[EXERCISE GOAL]:
Would you please return every line from the listing that contains the word "NonPositiveDuration"?

---------- DATA

//! Core data structures for taxi trip processing.
//!
//! Defines drop audit types, pipeline statistics, and the filter
//! selection applied before aggregation.

use crate::error::{Result, TaxiError};
use chrono::NaiveDate;
use serde::{Deserialize, Serialize};
use std::path::PathBuf;

/// Reasons a raw trip record can be rejected during cleaning.
///
/// Each dropped row is attributed to exactly one reason, the first
/// failing check in processing order, so per-reason counts sum to the
/// total number of dropped rows.
#[derive(Debug, Clone, Copy, PartialEq, Eq, Hash, Serialize, Deserialize)]
pub enum DropReason {
    /// A required raw field was absent or unparseable as its type
    MissingField,
    /// A timestamp failed to parse, or drop-off precedes pickup
    InvalidTimestamp,
    /// Trip distance was zero, negative, or not a number
    NonPositiveDistance,
    /// Fare amount was negative or not a number
    NegativeFare,
    /// Drop-off equals pickup, giving a zero-length trip
    NonPositiveDuration,
    /// A derived value exceeded the configured plausibility cutoffs
    ImplausibleDerived,
}

impl DropReason {
    /// All reasons in processing order
    pub const ALL: &[DropReason] = &[
        DropReason::MissingField,
        DropReason::InvalidTimestamp,
        DropReason::NonPositiveDistance,
        DropReason::NegativeFare,
        DropReason::NonPositiveDuration,
        DropReason::ImplausibleDerived,
    ];

    /// Stable identifier used in audit output and drop-reason tagging
    pub fn as_str(&self) -> &'static str {
        match self {
            DropReason::MissingField => "missing_field",
            DropReason::InvalidTimestamp => "invalid_timestamp",
            DropReason::NonPositiveDistance => "non_positive_distance",
            DropReason::NegativeFare => "negative_fare",
            DropReason::NonPositiveDuration => "non_positive_duration",
            DropReason::ImplausibleDerived => "implausible_derived",
        }
    }

    /// Parse a stable identifier back into a reason
    pub fn from_str_tag(tag: &str) -> Option<Self> {
        Self::ALL.iter().copied().find(|r| r.as_str() == tag)
    }

    /// Human-readable description for audit reports
    pub fn description(&self) -> &'static str {
        match self {
            DropReason::MissingField => "missing required field",
            DropReason::InvalidTimestamp => "invalid timestamp",
            DropReason::NonPositiveDistance => "non-positive distance",
            DropReason::NegativeFare => "negative fare",
            DropReason::NonPositiveDuration => "non-positive duration",
            DropReason::ImplausibleDerived => "implausible derived value",
        }
    }
}

/// Per-reason counts of rows rejected during cleaning
#[derive(Debug, Clone, Default, PartialEq, Eq, Serialize, Deserialize)]
pub struct DropStats {
    pub missing_field: u64,
    pub invalid_timestamp: u64,
    pub non_positive_distance: u64,
    pub negative_fare: u64,
    pub non_positive_duration: u64,
    pub implausible_derived: u64,
}

impl DropStats {
    /// Record dropped rows against a reason
    pub fn add(&mut self, reason: DropReason, count: u64) {
        match reason {
            DropReason::MissingField => self.missing_field += count,
            DropReason::InvalidTimestamp => self.invalid_timestamp += count,
            DropReason::NonPositiveDistance => self.non_positive_distance += count,
            DropReason::NegativeFare => self.negative_fare += count,
            DropReason::NonPositiveDuration => self.non_positive_duration += count,
            DropReason::ImplausibleDerived => self.implausible_derived += count,
        }
    }

    /// Count for a single reason
    pub fn get(&self, reason: DropReason) -> u64 {
        match reason {
            DropReason::MissingField => self.missing_field,
            DropReason::InvalidTimestamp => self.invalid_timestamp,
            DropReason::NonPositiveDistance => self.non_positive_distance,
            DropReason::NegativeFare => self.negative_fare,
            DropReason::NonPositiveDuration => self.non_positive_duration,
            DropReason::ImplausibleDerived => self.implausible_derived,
        }
    }

    /// Total rows dropped across all reasons
    pub fn total(&self) -> u64 {
        DropReason::ALL.iter().map(|r| self.get(*r)).sum()
    }
}

/// Statistics reported after a cleaning pipeline run
#[derive(Debug, Clone, Default)]
pub struct PipelineStats {
    pub files_read: usize,
    pub rows_read: u64,
    pub rows_written: u64,
    pub drops: DropStats,
    pub output_path: PathBuf,
    pub processing_time_ms: u128,
}

impl PipelineStats {
    /// Fraction of input rows retained, as a percentage
    pub fn retention_rate(&self) -> f64 {
        if self.rows_read == 0 {
            100.0
        } else {
            (self.rows_written as f64 / self.rows_read as f64) * 100.0
        }
    }
}

/// User-selected predicate applied to the enriched dataset before
/// aggregation.
///
/// Holds no state beyond one dashboard session. `None` fields leave the
/// corresponding dimension unfiltered; an explicitly empty payment set
/// matches no trips, mirroring a fully deselected multi-select.
#[derive(Debug, Clone, PartialEq, Serialize)]
pub struct FilterSelection {
    /// Inclusive pickup date range
    pub date_range: Option<(NaiveDate, NaiveDate)>,
    /// Inclusive pickup hour range, 0-23
    pub hour_range: (u8, u8),
    /// Payment type codes to include; `None` includes all
    pub payment_types: Option<Vec<i64>>,
}

impl Default for FilterSelection {
    fn default() -> Self {
        Self {
            date_range: None,
            hour_range: (0, 23),
            payment_types: None,
        }
    }
}

impl FilterSelection {
    /// Check the selection for internal consistency
    pub fn validate(&self) -> Result<()> {
        if let Some((start, end)) = self.date_range {
            if start > end {
                return Err(TaxiError::invalid_filter(format!(
                    "start date {} is after end date {}",
                    start, end
                )));
            }
        }

        let (lo, hi) = self.hour_range;
        if lo > hi {
            return Err(TaxiError::invalid_filter(format!(
                "hour range start {} is after end {}",
                lo, hi
            )));
        }
        if hi > 23 {
            return Err(TaxiError::invalid_filter(format!(
                "hour {} is out of range 0-23",
                hi
            )));
        }

        if let Some(types) = &self.payment_types {
            for code in types {
                if !crate::constants::payment_types::ALL.contains(code) {
                    return Err(TaxiError::invalid_filter(format!(
                        "unknown payment type code {}",
                        code
                    )));
                }
            }
        }

        Ok(())
    }

    /// True when no dimension restricts the dataset
    pub fn is_unfiltered(&self) -> bool {
        self.date_range.is_none() && self.hour_range == (0, 23) && self.payment_types.is_none()
    }

    /// One-line description for session banners and logs
    pub fn describe(&self) -> String {
        let dates = match self.date_range {
            Some((start, end)) => format!("{} to {}", start, end),
            None => "all dates".to_string(),
        };
        let hours = format!("hours {:02}-{:02}", self.hour_range.0, self.hour_range.1);
        let payments = match &self.payment_types {
            Some(types) if types.is_empty() => "no payment types".to_string(),
            Some(types) => format!(
                "payment types {}",
                types
                    .iter()
                    .map(|c| c.to_string())
                    .collect::<Vec<_>>()
                    .join(",")
            ),
            None => "all payment types".to_string(),
        };
        format!("{} | {} | {}", dates, hours, payments)
    }
}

--------------------

[SOLUTION TO THE EXERCISE]:
    NonPositiveDuration,
        DropReason::NonPositiveDuration,
            DropReason::NonPositiveDuration => "non_positive_duration",
            DropReason::NonPositiveDuration => "non-positive duration",
            DropReason::NonPositiveDuration => self.non_positive_duration += count,
            DropReason::NonPositiveDuration => self.non_positive_duration,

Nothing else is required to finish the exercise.